- [REQUIREMENT] A single number is needed: how many lines of the data below contain "RegisterUserResponse".

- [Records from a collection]
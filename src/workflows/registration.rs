//! Registration state machine
//!
//! Two independent axes: the off-chain user record (REST) and the on-chain
//! key binding (registration contract). Both are derived on demand, never
//! cached.

use crate::api::types::{GetSignableRegistrationRequest, RegisterUserRequest, RegisterUserResponse};
use crate::api::ImxApi;
use crate::constants::parse_stark_key;
use crate::contracts::IRegistration;
use crate::error::Result;
use crate::signer::{EthSigner, StarkSigner};
use alloy::primitives::Address;
use alloy::sol_types::SolCall;
use tracing::info;

/// Whether the network holds a user record for this Ethereum address.
/// A 404 from the lookup is the normal "not registered" signal; any other
/// failure propagates unchanged.
pub async fn is_registered_offchain<A: ImxApi>(api: &A, eth_address: Address) -> Result<bool> {
    match api.get_user(&eth_address.to_string()).await {
        Ok(user) => Ok(!user.accounts.is_empty()),
        Err(err) if err.is_not_found() => Ok(false),
        Err(err) => Err(err.into()),
    }
}

/// Register the signer pair's account off-chain: fetch the signable
/// registration, sign its message with L1 and its payload hash with L2, and
/// submit both signatures.
pub async fn register_offchain<A, E, S>(
    api: &A,
    eth_signer: &E,
    stark_signer: &S,
) -> Result<RegisterUserResponse>
where
    A: ImxApi,
    E: EthSigner,
    S: StarkSigner,
{
    let ether_key = eth_signer.address().to_string();
    let stark_key = stark_signer.public_key().to_string();

    let signable = api
        .get_signable_registration_offchain(GetSignableRegistrationRequest {
            ether_key: ether_key.clone(),
            stark_key: stark_key.clone(),
        })
        .await?;

    let eth_signature = eth_signer
        .sign_message(signable.signable_message.as_bytes())
        .await?;
    let stark_signature = stark_signer.sign_message(&signable.payload_hash).await?;

    let response = api
        .register_user(RegisterUserRequest {
            ether_key,
            stark_key,
            eth_signature,
            stark_signature,
        })
        .await?;
    info!(tx_hash = %response.tx_hash, "registered user off-chain");
    Ok(response)
}

/// Whether a Stark key is registered on the given registration contract.
/// Some deployments revert with USER_UNREGISTERED instead of returning
/// false; that revert reason maps to `false`, anything else propagates.
pub async fn is_registered_onchain<E: EthSigner>(
    signer: &E,
    registration_contract: Address,
    stark_public_key: &str,
) -> Result<bool> {
    let call = IRegistration::isRegisteredCall {
        starkKey: parse_stark_key(stark_public_key)?,
    };
    match signer.call(registration_contract, call.abi_encode().into()).await {
        Ok(data) => Ok(IRegistration::isRegisteredCall::abi_decode_returns(&data)?),
        Err(err) if format!("{err:#}").contains("USER_UNREGISTERED") => Ok(false),
        Err(err) => Err(err),
    }
}

/// Fetch the operator co-signature over the (ether key, stark key) binding,
/// required by the combined register-and-withdraw contract entry points.
pub async fn operator_signature<A: ImxApi>(
    api: &A,
    eth_address: Address,
    stark_public_key: &str,
) -> Result<String> {
    let response = api
        .get_signable_registration_onchain(GetSignableRegistrationRequest {
            ether_key: eth_address.to_string(),
            stark_key: stark_public_key.to_string(),
        })
        .await?;
    Ok(response.operator_signature)
}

- [RESPONSE AREA] 2